In their complaint, the Cherokees say distributors negligently shipped opioids knowing they “were ultimately being consumed by Cherokee Nation citizens for non-medical purposes.” Pharmacists, they said, “regularly filled prescriptions in circumstances where red flags were present.” Centers for Disease Control data show the Eastern Oklahoma, where the Cherokee nation is located, has opioid prescription rates of over 100 prescriptions per 100 residents, among the highest in the nation.
McKesson, citing more granular ARCOS data still technically under seal, said it shipped 376 million opioid pills into the 14-county Cherokee Nation area between 2006 and mid-2018, with 85 million or 23% flowing through the government’s PPV system.
The PPV pills wound up in 23 facilities in the area, including a VA hospital in Muskogee and 13 IHS clinics.
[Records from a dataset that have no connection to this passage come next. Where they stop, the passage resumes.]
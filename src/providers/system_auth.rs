use std::sync::Arc;

use async_trait::async_trait;
use tracing::warn;

use super::{ObjectContextProvider, consumer_type_scopes, resolve_tenant};
use crate::error::{MappingError, ResultExt};
use crate::model::{
    AuthDetails, AuthFlow, ObjectContext, ProviderKind, ReferenceObjectType, SystemAuth,
    TenantContext,
};
use crate::repository::{SystemAuthService, TenantRepository};
use crate::request::RequestData;
use crate::scopes::ScopesGetter;
use crate::types::InternalTenantId;
use crate::utils::redact;

/// Handles programmatic credentials: OAuth2 client credentials, client
/// certificates and one-time tokens issued for an Application, a Runtime
/// or an Integration System.
pub struct SystemAuthProvider {
    system_auths: Arc<dyn SystemAuthService>,
    tenants: Arc<dyn TenantRepository>,
    scopes: Arc<dyn ScopesGetter>,
}

struct Resolved {
    tenant: TenantContext,
    scopes: String,
    region: Option<String>,
}

impl SystemAuthProvider {
    pub fn new(
        system_auths: Arc<dyn SystemAuthService>,
        tenants: Arc<dyn TenantRepository>,
        scopes: Arc<dyn ScopesGetter>,
    ) -> Self {
        Self {
            system_auths,
            tenants,
            scopes,
        }
    }

    /// Integration systems are cross-tenant: both tenant and scopes come
    /// from the request.
    async fn integration_system(
        &self,
        data: &RequestData,
        details: &AuthDetails,
    ) -> Result<Resolved, MappingError> {
        let scopes = data.get_scopes().wrap_err("while fetching scopes")?;

        let (tenant, region) = match data.get_external_tenant_id() {
            Err(e) if e.is_key_does_not_exist() => (TenantContext::default(), None),
            Err(e) => return Err(e),
            Ok(external_tenant_id) => {
                let (tenant, record) =
                    resolve_tenant(self.tenants.as_ref(), &external_tenant_id, &details.auth_id)
                        .await?;
                (tenant, record.and_then(|t| t.region()))
            }
        };

        Ok(Resolved {
            tenant,
            scopes,
            region,
        })
    }

    /// Applications and runtimes are bound to the tenant stored with their
    /// credential.
    async fn tenant_bound(
        &self,
        data: &RequestData,
        details: &AuthDetails,
        auth: &SystemAuth,
        ref_type: ReferenceObjectType,
    ) -> Result<Resolved, MappingError> {
        let stored: InternalTenantId = auth
            .tenant_id
            .clone()
            .filter(|t| !t.is_empty())
            .ok_or_else(|| MappingError::internal("system auth tenant id cannot be nil"))?;

        let scopes = if details.auth_flow.is_oauth2_flow() {
            data.get_scopes().wrap_err("while fetching scopes")?
        } else {
            consumer_type_scopes(self.scopes.as_ref(), ref_type.consumer_type())?
        };

        let (tenant, region) = match data.get_external_tenant_id() {
            Err(e) if e.is_key_does_not_exist() => (
                TenantContext {
                    external_tenant_id: Default::default(),
                    tenant_id: stored,
                },
                None,
            ),
            Err(e) => return Err(e),
            Ok(external_tenant_id) => {
                let (tenant, record) =
                    resolve_tenant(self.tenants.as_ref(), &external_tenant_id, &details.auth_id)
                        .await?;
                if tenant.is_resolved() && tenant.tenant_id != stored {
                    warn!(
                        "Tenant mismatch for consumer {}: requested tenant {} does not own the credential, continuing without tenant",
                        redact(&details.auth_id),
                        external_tenant_id
                    );
                    (TenantContext::unresolved(external_tenant_id), None)
                } else {
                    (tenant, record.and_then(|t| t.region()))
                }
            }
        };

        Ok(Resolved {
            tenant,
            scopes,
            region,
        })
    }
}

#[async_trait]
impl ObjectContextProvider for SystemAuthProvider {
    fn kind(&self) -> ProviderKind {
        ProviderKind::SystemAuth
    }

    async fn match_request(&self, data: &RequestData) -> Result<Option<AuthDetails>, MappingError> {
        // Tokens already claimed by an external authenticator carry users.
        if data.authenticator_coordinates()?.is_some() {
            return Ok(None);
        }
        data.classify_auth_flow()
    }

    async fn object_context(
        &self,
        data: &RequestData,
        details: &AuthDetails,
    ) -> Result<ObjectContext, MappingError> {
        let auth = self
            .system_auths
            .get_global(&details.auth_id)
            .await
            .wrap_err_with(|| format!("while retrieving system auth with id {}", details.auth_id))?;

        let (ref_type, ref_id) = auth.reference_object()?;

        let resolved = match ref_type {
            ReferenceObjectType::IntegrationSystem => self.integration_system(data, details).await?,
            ReferenceObjectType::Application | ReferenceObjectType::Runtime => {
                self.tenant_bound(data, details, &auth, ref_type).await?
            }
        };

        Ok(ObjectContext {
            tenant: resolved.tenant,
            scopes: resolved.scopes,
            consumer_id: ref_id.to_string(),
            consumer_type: ref_type.consumer_type(),
            auth_flow: details.auth_flow,
            region: resolved.region,
            provider: self.kind(),
            oauth_client_id: (details.auth_flow == AuthFlow::OAuth2).then(|| details.auth_id.clone()),
        })
    }
}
The percentage of pills under government control was as high as 63% in Muskogee County and federal PPV facilities comprised the largest single destination for McKesson shipments every year from 2006 to 2018, the company said.
To put the Oklahoma numbers in perspective, one academic study of 4,300 patients found they averaged 3.2-3.9 opioid tablets of varying strength a day over a 90-day period. Continued over a year, each patient would have consumed more than 1,000 pills.
The most recent public ARCOS data, released in July 2018, shows 48.9 million grams of oxycodone were distributed in 2017, with a high of 4.1 million grams in Florida, followed by 3.5 million grams in California. A gram of oxycodone translates roughly into 33 30-milligram pills.